Bedenken der «Sparsamen Vier» gerechtfertigt
Der Aufbaufonds steht also, doch die Bedenken der Niederlande, Österreichs, Schwedens und Dänemarks sind durchaus gerechtfertigt. Es besteht eigentlich ein Verschuldungsverbot der EU. Die Artikel 122 und 352 des EU-Vertrages lassen im Geiste der Solidarität zwar finanzielle Massnahmen zu, ob aber ein Wiederaufbaufonds in dieses Schema passt, muss unter Umständen der Europäische Gerichtshof klären.
Auch die Kreditaufnahme an den Kapitalmärkten ist mit Fragezeichen versehen.

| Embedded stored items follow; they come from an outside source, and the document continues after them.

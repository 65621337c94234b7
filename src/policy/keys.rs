//! Derivation of the string keys that address policy entries.
//!
//! Keys depend only on the syntactic identity of the item itself, never on how the item was
//! reached, so a key computed while reading a policy document matches the key computed for the
//! same item while walking a metadata graph.
//!
//! | Item          | Key                                                   |
//! |---------------|-------------------------------------------------------|
//! | Type          | `Namespace.Name`, nested types as `Outer+Inner`       |
//! | Member        | `Kind : Name`, or `Kind : Name : ReturnType`           |
//! | Type forwarder| `Assembly Namespace.Name`                             |
//!
//! Method keys spell instance constructors `#ctor`. The return type is only part of the key for
//! the conversion operators `op_Explicit` and `op_Implicit`, which are the only methods that
//! overload on return type. Parameter types are not part of any key, so overloads that share a
//! name collapse onto one entry.

use crate::{
    metadata::{MemberRef, MemberRefSignature, MethodDef, TypeDef, TypeMember, TypeRef, CTOR},
    policy::MemberKind,
    Error, Result,
};

const CTOR_KEY: &str = "#ctor";

/// Key of `type_def`, reached through the enclosing type with key `enclosing`
#[must_use]
pub fn type_key(type_def: &TypeDef, enclosing: Option<&str>) -> String {
    type_def.qualified_name(enclosing)
}

/// Key of the type referenced by `type_ref`
#[must_use]
pub fn type_ref_key(type_ref: &TypeRef) -> String {
    type_ref.full_name()
}

/// Member key from its parts, as written in a policy document.
///
/// ```rust
/// use dottrim::policy::{keys, MemberKind};
///
/// assert_eq!(keys::member_key_from_parts(MemberKind::Field, "_count", None), "Field : _count");
/// assert_eq!(
///     keys::member_key_from_parts(MemberKind::Method, "op_Explicit", Some("System.Int32")),
///     "Method : op_Explicit : System.Int32"
/// );
/// ```
#[must_use]
pub fn member_key_from_parts(kind: MemberKind, name: &str, return_type: Option<&str>) -> String {
    match return_type {
        Some(return_type) => format!("{} : {} : {}", kind, name, return_type),
        None => format!("{} : {}", kind, name),
    }
}

/// Key of a member of a type definition.
///
/// # Errors
/// Returns [`Error::UnsupportedMemberKind`] for a member reference whose signature is neither a
/// method nor a field.
pub fn member_key(member: TypeMember<'_>) -> Result<String> {
    match member {
        TypeMember::Field(field) => Ok(member_key_from_parts(MemberKind::Field, &field.name, None)),
        TypeMember::Property(property) => Ok(member_key_from_parts(
            MemberKind::Property,
            &property.name,
            None,
        )),
        TypeMember::Event(event) => Ok(member_key_from_parts(MemberKind::Event, &event.name, None)),
        TypeMember::Method(method) => Ok(method_key(method)),
        TypeMember::Reference(reference) => member_ref_key(reference),
    }
}

/// Key of a method definition
#[must_use]
pub fn method_key(method: &MethodDef) -> String {
    method_key_from_signature(&method.name, &method.signature.return_type.full_name())
}

/// Key of a method or field reference.
///
/// # Errors
/// Returns [`Error::UnsupportedMemberKind`] if the reference is neither a method nor a field.
pub fn member_ref_key(reference: &MemberRef) -> Result<String> {
    match &reference.signature {
        MemberRefSignature::Method(signature) => Ok(method_key_from_signature(
            &reference.name,
            &signature.return_type.full_name(),
        )),
        MemberRefSignature::Field(_) => {
            Ok(member_key_from_parts(MemberKind::Field, &reference.name, None))
        }
        MemberRefSignature::Other(calling_convention) => Err(Error::UnsupportedMemberKind(format!(
            "{} (calling convention 0x{:02X})",
            reference, calling_convention
        ))),
    }
}

fn method_key_from_signature(name: &str, return_type: &str) -> String {
    let name = name.replace(CTOR, CTOR_KEY);
    if name == "op_Explicit" || name == "op_Implicit" {
        member_key_from_parts(MemberKind::Method, &name, Some(return_type))
    } else {
        member_key_from_parts(MemberKind::Method, &name, None)
    }
}

/// Key of a forwarder for `type_name` to `assembly`
#[must_use]
pub fn type_forwarder_key(assembly: &str, type_name: &str) -> String {
    format!("{} {}", assembly, type_name)
}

Bislang waren Anleihegeschäfte der EU als «Spiegelgeschäfte» vorgesehen. Dabei nimmt die EU Gelder an den Kapitalmärkten auf und reicht diese an hilfsbedürftige Länder weiter. Zinsen und Tilgungen sind dann wiederum von den Empfängerländer zu tragen. Letztlich geht es also darum, dass die EU als Leumund fungiert, denn die Staatengemeinschaft als gesamtes kommt an günstigere Kreditkonditionen als die wirtschaftlich gebeutelten Empfängerländer. Die EU verleiht dabei also lediglich ihren guten Namen. Nach diesem Prinzip funktionierten bereits die Hilfspakete im Zuge der europäischen Schuldenkrise und dieses Konstrukt wird nun auch beim Kreditteil des EU-Aufbaufonds zum Tragen kommen. Dagegen gibt es keine Einwände. Gerade deshalb plädierten die «Sparsamen Vier» für einen möglichst hohen Kreditanteil.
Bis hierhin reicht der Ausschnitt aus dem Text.